VIDEO - Donne nel Mito - Matilde Serao (abstract)

Serao giornalista e scrittrice, ma anche fondatrice di giornali (questo, da cui leggete), instancabile organizzatrice culturale, opinion leader, critico letterario, madre e moglie: si sa, alle donne è chiesto di fare tutto, anche troppo, sin dai suoi tempi, pure, nessuna è stata così straordinaria e abile negli anni lontani della Belle Epoque napolitan-parigina. Ancor oggi un'editrice di successo, scrittrice e coordinatrice di eventi internazionali è un fenomeno ammirevole, figurarsi in quello scorcio di secolo dominato dai Carducci e dai D'Annunzio. E per di più a Napoli, a sud, dove far impresa – e impresa culturale – sembra da sempre impossibile e invece così non è, non per Donna Matilde.

Serao che sfiora il Nobel – e quanto lo avrebbe meritato, specie in considerazione del suo attivismo sociale e politico che Nel ventre di Napoli sancì, almeno quanto la stessa Deledda che lo conquistò e che proprio da lei era stata in prima battuta, ancora sconosciuta, recensita.
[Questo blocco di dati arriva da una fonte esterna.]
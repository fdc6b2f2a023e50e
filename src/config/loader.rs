//! Resolving [`Settings`] from defaults, an optional TOML file and the
//! environment

use crate::{Error, Result, config::Settings};
use std::path::{Path, PathBuf};
use tracing::{debug, info};

/// `$XDG_CONFIG_HOME/instagram-client/config.toml` or the platform equivalent
pub fn default_config_path() -> Option<PathBuf> {
    dirs::config_dir().map(|dir| dir.join("instagram-client").join("config.toml"))
}

/// Builds the effective settings for a client
///
/// Layers, lowest first: built-in defaults, the config file, `IG_*` and
/// proxy environment variables. The result is validated before it is
/// returned.
#[derive(Debug, Clone)]
pub struct ConfigLoader {
    base: Settings,
    file_required: bool,
}

impl ConfigLoader {
    pub fn new() -> Self {
        Self {
            base: Settings::default(),
            file_required: false,
        }
    }

    /// Start from these settings instead of the built-in defaults
    pub fn with_base(mut self, base: Settings) -> Self {
        self.base = base;
        self
    }

    /// Fail when the given config file does not exist
    ///
    /// An explicitly named file should exist; the default location may not.
    pub fn file_required(mut self, required: bool) -> Self {
        self.file_required = required;
        self
    }

    pub fn load(&self, config_file: Option<&Path>) -> Result<Settings> {
        let layered = match config_file {
            Some(path) if path.is_file() => {
                info!("Reading configuration from {}", path.display());
                Settings::from_file(path)?
            }
            Some(path) if self.file_required => {
                return Err(Error::config(format!(
                    "configuration file {} does not exist",
                    path.display()
                )));
            }
            Some(path) => {
                debug!("No configuration at {}, using defaults", path.display());
                self.base.clone()
            }
            None => self.base.clone(),
        };

        let settings = layered.merge_with_env()?;
        settings.validate()?;
        debug!(
            "Effective settings: base_url={} proxy={} normalized={}",
            settings.network.base_url,
            settings.get_proxy_url().is_some(),
            settings.client.normalized
        );

        Ok(settings)
    }

    /// Settings from defaults and the environment, ignoring any file
    pub fn from_env_only(&self) -> Result<Settings> {
        let settings = Settings::from_env()?;
        settings.validate()?;
        Ok(settings)
    }
}

impl Default for ConfigLoader {
    fn default() -> Self {
        Self::new()
    }
}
Serao narratrice di cortili, vicoli, palazzi, di anime e donne, di popolane e borghesi, della fitta rete familiare e familista che compone la città al passaggio della modernità, che poi il teatro, di Viviani e Scarpetta prima, e di Eduardo e Peppino poi, immortalerà. A lei ancora bisogna e bisognerà fare riferimento, nonostante le accuse di scarso controllo stilistico che, pur raccontandola in modo straordinario, la finissima Anna Banti le muoverà, per cogliere l'anima realista e insieme compassionevole, commossa e lucida che informa tanta narrativa dei decenni seguenti.
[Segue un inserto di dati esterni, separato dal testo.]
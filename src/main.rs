//! `ig-client` binary
//!
//! Runs a single API query with a stored session and prints the result as
//! JSON.
//!
//! # Usage
//!
//! ```bash
//! ig-client --session session.json search-users rust
//! ig-client --session session.json --raw user-info 25025320
//! ig-client device
//! ```

use clap::Parser;
use instagram_client::cli::{Cli, run};

#[tokio::main]
async fn main() {
    let cli = Cli::parse();

    if let Err(e) = run(cli).await {
        eprintln!("Error: {:#}", e);
        std::process::exit(1);
    }
}
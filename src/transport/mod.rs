//! HTTP execution boundary
//!
//! The client never talks to the network directly. It hands a [`Request`]
//! to a [`Transport`], which owns the connection options and the cookie
//! store. [`HttpTransport`] is the reqwest-backed implementation; tests
//! substitute their own.

pub mod http;
#[cfg(test)]
pub(crate) mod mock;
pub mod options;
pub mod request;

pub use http::HttpTransport;
pub use options::{DEFAULT_BASE_URL, TransportOptions};
pub use request::{Method, Request, Response};

use crate::{Result, session::CookieSet};
use async_trait::async_trait;

/// Executes requests on behalf of the client
#[async_trait]
pub trait Transport: std::fmt::Debug + Send + Sync {
    /// Replace the cookie store contents
    fn set_cookies(&mut self, cookies: &CookieSet);

    /// Cookies currently held by the store
    fn cookies(&self) -> &CookieSet;

    /// Connection options
    fn options(&self) -> &TransportOptions;

    /// Mutable connection options; changes apply to the next request
    fn options_mut(&mut self) -> &mut TransportOptions;

    /// Send a request. Non-success statuses are returned as errors.
    async fn send(&self, request: Request) -> Result<Response>;
}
Un filo rosso che lega le autrici napoletane, e che da Serao prende le mosse, passa per Ortese e Ramondino: tutte diverse eppure tutte attente alla società e ai più deboli, alle creature avrebbe detto Ortese, che la popolano. E poi Serao innovatrice sul piano della comunicazione giornalistica, della satira di costume, del moscone ovvero della notizia fatua, della chiacchiera, eppure così inesorabile – e dunque ascoltata – nel dire e denunciare i mali della città.
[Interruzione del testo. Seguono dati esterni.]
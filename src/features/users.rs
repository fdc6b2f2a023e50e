//! Account profiles

use super::{capability, validate};
use crate::{
    Result,
    client::{ClientGeneric, Outcome},
    transport::{Method, Transport},
    types::UserInfo,
};

#[derive(Debug)]
pub struct Users<'a, T: Transport> {
    client: &'a ClientGeneric<T>,
}

capability!(Users, "user");

impl<T: Transport> Users<'_, T> {
    /// Profile of the account with the given id
    pub async fn info(&self, user_id: &str) -> Result<Outcome<UserInfo>> {
        let user_id = validate::numeric_id("user_id", user_id)?;
        self.client.check_prerequisites()?;

        let request = self
            .client
            .request(Method::Get, format!("users/{user_id}/info/"));
        self.execute(request).await
    }

    /// Profile of the account with the given name
    pub async fn info_by_username(&self, username: &str) -> Result<Outcome<UserInfo>> {
        let username = validate::username("username", username)?;
        self.client.check_prerequisites()?;

        let request = self
            .client
            .request(Method::Get, format!("users/{username}/usernameinfo/"));
        self.execute(request).await
    }
}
Ecco dunque una donna che non riesce a ridursi a un ruolo, poiché la sua fame di lavoro è immensa e molti e ricchi i suoi talenti, incluso quello di madre e di moglie, se non rivoluzionaria modernissima, capace anche di tollerare le amanti del marito senza diventare vittima dell'infelicità.

Più forte di tutti, più seria, più entusiasta, incontenibile “avota popolo”, incarnazione dello spirito femminile vulcanico e imprenditoriale di Napoli. A distanza di oltre un secolo, ancora modernissima: leggere, fra la sua sterminata produzione letteraria, non tutta, certo, di eguale intensità e riuscita, i racconti che compongono Il paese di Cuccagna.

Gli ambienti ritratti in dettaglio, le credenze odorose, i ninnoli, le gelosie, i letti, il lotto, la riservata borghesia tinta di mezzogiorno e esuberante di riti, il cibo e le strade, mappe di una dinastia alimentare: «Fragalà piano piano aveva aperto un'altra bottega a San Pietro a Maiella, mettendovi un suo figliolo; poi più tardi un'altra bottega a strada Costantinopoli, verso il Museo Borbonico, mettendo un altro figliolo; e infine, alla sua morte, il suo primogenito aveva osato di affrontare la via di Toledo, ma nella sua parte più alta, aprendo una pasticceria a tre porte, cioè con tre botteghe all'angolo dello Spirito Santo, una magnificenza! (...) Tutte a marmi bianchi, a vetrine di nitidi cristalli ripieni di confetti colorati, a cassetti lucidi di metallo e vetri limpidi, ripieni di biscotti, ad alti vasi rotondi pieni di pastiglie, forti e dolci, per lo stomaco guasto e per la tosse, a scaffaletti di cristallo dove i pasticcetti, le sfogliate, si mantenevano in fila (...)la pasta di mandorla o la pasta reale a Natale, il sanguinaccio a Carnevale, il biscotto quaresimale in Quaresima, il mustacciuolo e la pastiera a Pasqua, l'osso di morto, fatto di mandorle e zucchero candito, il giorno dei Morti, il torrone per la festa di San Martino, la croccante, gli struffoli, il susamiello...».

Aleggia già qui, incluso nelle pagine dedicate a Napoli e alle sue molte province, interne e periferiche, dolorosamente e comicamente carnali, la penna sulfurea di Domenico Rea.

Donna Matilde: una, mille e imprescindibile.